Embora a maioria das pessoas fiquem reticentes em aceitar os fatos, subestimando a crise que se aproxima, os sinais dela são evidentes. E não falo apenas da obviedade de que o total das despesas do governo supera as receitas. Há uma política deliberada de aumento dos gastos públicos.

Desde a crise de 2008 o Brasil abandonou o bom senso econômico para passar a implementar intervenção na Economia, pautando-se pelo assistencialismo e estímulo irresponsável ao consumo. Isso inevitavelmente nos trouxe ao ponto atual, quando estamos à beira da falência das contas públicas e da recessão ante o fato da impossibilidade das famílias continuarem aumentando o consumo na velocidade necessária. Os investidores não confiam mais no Brasil e, sem confiança, simplesmente não investem. Afinal, o Brasil terá em 2014 o pior resultado de crescimento do PIB desde o governo Collor.

O Banco Santander estimou um crescimento de apenas 0,9% neste ano. E este não é o único problema. O próprio Banco Central, com base em seus Relatórios Trimestrais de Inflação, projeta em 6,40% o índice para este ano.

Porém, a rigor, já estamos acima disso. Não fosse o controle de preços maquiando a inflação, já estaríamos muito além. Ao represar os preços de energia e combustíveis – fato admitido pelo governo – especialistas estimam que a inflação já estaria ao redor dos 8,5% ao ano. O represamento de preços por si só tem consequências desastrosas. Sugerem maior inflação futura, desalinhamento de preços e destruição de determinados setores. São esses ingredientes – devidamente interpretados pelos melhores especialistas no mundo inteiro – que apontam para um quadro catastrófico para um futuro próximo, com uma inflação que poderá beirar os 15% ao ano.

As consequências de um número desta magnitude são plenamente conhecidas por quem viveu um passado recente, anterior ao Plano Real: aumento de desemprego, interrupção súbita do crédito e consequente dificuldade das pessoas de honrar seus compromissos financeiros.

O desajuste de nossas contas públicas fatalmente nos levará ao aumento das taxas de juros. Enquanto o resto do mundo estiver mantendo as taxas de juros baixas, menos mal. Mas com a expectativa de que o Federal Reserve – o Banco Central americano – eleve suas taxas de juro a partir de 2015, vai faltar dólar no Brasil.

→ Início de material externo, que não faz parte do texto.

//! TCP session to the generator's serial device server.

use super::Adapter;
use crate::error::{FormatErrorKind, XrayError, XrayResult};
use crate::protocol::Command;
use async_trait::async_trait;
use serde_json::json;
use std::time::Duration;
use tokio::io::{AsyncReadExt, AsyncWriteExt};
use tokio::net::TcpStream;
use tokio::sync::Mutex;
use tracing::{debug, error, info, warn};

/// Replies longer than this are rejected; the longest real reply is a dozen bytes.
pub const MAX_RESPONSE_SIZE: usize = 1024;

/// Builder for [`TcpAdapter`].
///
/// Defaults: 1 s reply timeout, 3 s connect timeout, `"\n"` terminator.
///
/// ```no_run
/// use std::time::Duration;
/// use seifert_xray::adapters::TcpAdapterBuilder;
///
/// let adapter = TcpAdapterBuilder::new("192.168.1.20", 10001)
///     .with_timeout(Duration::from_millis(500))
///     .build();
/// ```
pub struct TcpAdapterBuilder {
    name: String,
    host: String,
    port: u16,
    timeout: Duration,
    connect_timeout: Duration,
    terminator: String,
}

impl TcpAdapterBuilder {
    pub fn new(host: impl Into<String>, port: u16) -> Self {
        Self {
            name: "xray".to_string(),
            host: host.into(),
            port,
            timeout: Duration::from_secs(1),
            connect_timeout: Duration::from_secs(3),
            terminator: "\n".to_string(),
        }
    }

    pub fn with_name(mut self, name: impl Into<String>) -> Self {
        self.name = name.into();
        self
    }

    /// Default reply timeout for [`Adapter::exchange`].
    pub fn with_timeout(mut self, timeout: Duration) -> Self {
        self.timeout = timeout;
        self
    }

    pub fn with_connect_timeout(mut self, timeout: Duration) -> Self {
        self.connect_timeout = timeout;
        self
    }

    pub fn with_terminator(mut self, terminator: impl Into<String>) -> Self {
        self.terminator = terminator.into();
        self
    }

    pub fn build(self) -> TcpAdapter {
        TcpAdapter {
            name: self.name,
            host: self.host,
            port: self.port,
            timeout: self.timeout,
            connect_timeout: self.connect_timeout,
            terminator: self.terminator,
            session: Mutex::new(Session::default()),
        }
    }
}

#[derive(Default)]
struct Session {
    stream: Option<TcpStream>,
    /// Bytes read but not yet handed out as a reply.
    buffer: Vec<u8>,
    /// Command whose reply is still owed by the instrument.
    stale: Option<String>,
}

impl Session {
    fn stream(&mut self, name: &str) -> XrayResult<&mut TcpStream> {
        self.stream
            .as_mut()
            .ok_or_else(|| XrayError::NotConnected(name.to_string()))
    }

    /// Forget the connection together with everything read from it.
    fn reset(&mut self) {
        self.stream = None;
        self.buffer.clear();
        self.stale = None;
    }

    /// Split the first terminator-delimited reply off the buffer.
    fn take_reply(&mut self, terminator: &[u8]) -> Option<Vec<u8>> {
        if terminator.is_empty() {
            return (!self.buffer.is_empty()).then(|| std::mem::take(&mut self.buffer));
        }
        let end = self
            .buffer
            .windows(terminator.len())
            .position(|w| w == terminator)?
            + terminator.len();
        let rest = self.buffer.split_off(end);
        Some(std::mem::replace(&mut self.buffer, rest))
    }

    /// Pull whatever the socket already holds and discard complete replies.
    ///
    /// A complete reply pays off the stale command. Bytes of a reply that is
    /// still arriving stay buffered while a stale command is pending, so the
    /// next read can discard the rest of it.
    fn drain_buffered(&mut self, name: &str, terminator: &[u8]) {
        if let Some(stream) = self.stream.as_mut() {
            let mut buf = [0u8; 256];
            while let Ok(n) = stream.try_read(&mut buf) {
                if n == 0 {
                    break;
                }
                self.buffer.extend_from_slice(&buf[..n]);
            }
        }

        while let Some(reply) = self.take_reply(terminator) {
            let stale = self.stale.take();
            warn!(
                adapter = name,
                stale_command = stale.as_deref().unwrap_or("<none>"),
                discarded = %String::from_utf8_lossy(&reply).trim_end(),
                "Discarded late reply before next command"
            );
        }
        if self.stale.is_none() && !self.buffer.is_empty() {
            warn!(
                adapter = name,
                discarded = %String::from_utf8_lossy(&self.buffer),
                "Discarded unsolicited bytes before next command"
            );
            self.buffer.clear();
        }
    }
}

/// One TCP connection to a generator, serialising all exchanges.
pub struct TcpAdapter {
    name: String,
    host: String,
    port: u16,
    timeout: Duration,
    connect_timeout: Duration,
    terminator: String,
    session: Mutex<Session>,
}

impl TcpAdapter {
    pub fn new(host: impl Into<String>, port: u16) -> Self {
        TcpAdapterBuilder::new(host, port).build()
    }

    pub fn address(&self) -> String {
        format!("{}:{}", self.host, self.port)
    }

    pub fn timeout(&self) -> Duration {
        self.timeout
    }

    async fn write_command(
        &self,
        session: &mut Session,
        command: &Command,
        timeout: Duration,
    ) -> XrayResult<()> {
        session.drain_buffered(&self.name, self.terminator.as_bytes());
        let bytes = command.encode(&self.terminator);
        let stream = session.stream(&self.name)?;

        debug!(adapter = %self.name, command = %command, "Sending command");
        let written = tokio::time::timeout(timeout, stream.write_all(&bytes)).await;
        match written {
            Ok(Ok(())) => Ok(()),
            Ok(Err(e)) => {
                session.reset();
                Err(XrayError::Connection(format!(
                    "write of '{}' to {} failed: {}",
                    command,
                    self.address(),
                    e
                )))
            }
            Err(_) => {
                session.reset();
                Err(XrayError::Timeout {
                    command: command.to_string(),
                    timeout,
                })
            }
        }
    }

    /// Read the reply to `command`.
    ///
    /// If an earlier command timed out and its reply has not shown up yet, the
    /// first reply on the wire belongs to it and is discarded. When the
    /// deadline passes while that pairing is still in play, the session is
    /// dropped: there is no way left to tell which reply answers what.
    async fn read_reply(
        &self,
        session: &mut Session,
        command: &Command,
        timeout: Duration,
    ) -> XrayResult<Vec<u8>> {
        let terminator = self.terminator.as_bytes();
        let deadline = tokio::time::Instant::now() + timeout;
        let mut owed = session.stale.take();
        let resyncing = owed.is_some();
        let mut buf = [0u8; 128];

        loop {
            if let Some(reply) = session.take_reply(terminator) {
                if let Some(stale) = owed.take() {
                    warn!(
                        adapter = %self.name,
                        stale_command = %stale,
                        command = %command,
                        discarded = %String::from_utf8_lossy(&reply).trim_end(),
                        "Discarded late reply"
                    );
                    continue;
                }
                let text = String::from_utf8_lossy(&reply);
                debug!(adapter = %self.name, reply = %text.trim_end(), "Received reply");
                return Ok(reply);
            }

            if session.buffer.len() > MAX_RESPONSE_SIZE {
                let raw = std::mem::take(&mut session.buffer);
                session.reset();
                return Err(XrayError::format(
                    FormatErrorKind::TooLarge {
                        max_bytes: MAX_RESPONSE_SIZE,
                    },
                    &raw,
                ));
            }

            let stream = session.stream(&self.name)?;
            let read = tokio::time::timeout_at(deadline, stream.read(&mut buf)).await;
            match read {
                Ok(Ok(0)) => {
                    session.reset();
                    return Err(XrayError::Connection(format!(
                        "{} closed the connection while waiting for reply to '{}'",
                        self.address(),
                        command
                    )));
                }
                Ok(Ok(n)) => session.buffer.extend_from_slice(&buf[..n]),
                Ok(Err(e)) => {
                    session.reset();
                    return Err(XrayError::Connection(format!(
                        "read from {} failed: {}",
                        self.address(),
                        e
                    )));
                }
                Err(_) if resyncing => {
                    session.reset();
                    error!(
                        adapter = %self.name,
                        command = %command,
                        "Lost track of replies after a timeout; session dropped"
                    );
                    return Err(XrayError::Connection(format!(
                        "no reply to '{}' within {:?} while a late reply was outstanding; session to {} dropped",
                        command,
                        timeout,
                        self.address()
                    )));
                }
                Err(_) => {
                    session.stale = Some(command.to_string());
                    return Err(XrayError::Timeout {
                        command: command.to_string(),
                        timeout,
                    });
                }
            }
        }
    }
}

Nosso mercado de trabalho já enfraquece a nível assustador. A indústria está estagnada. A recessão mostra a cara. Os índices de desemprego são medidos de forma errada, pois consideram apenas quem está procurando trabalho e não encontra, desconsiderando a parcela daqueles que já desistiram de procurar. O índice de criação de novos postos de trabalho há muito tempo vem decaindo continuamente. Portanto, é uma falácia creditar “pleno emprego” à competência da gestão pública.

Por isso tudo, em rápida análise, se compreende o porquê do governo apressar-se em “fechar a porteira” para a críticas vindas dos analistas do Banco Santander. A aceitação tácita das mesmas poderia trazer uma avalanche de outras do mesmo teor e sentido.

E por fim, não surpreende que um governo cujo partido chegou a publicar em seu site uma “lista negra” de jornalistas a serem perseguidos pelo Estado, tenha festejado a demissão dos analistas econômicos de um banco, pela ‘grave’ falta de terem feito previsões acertadas.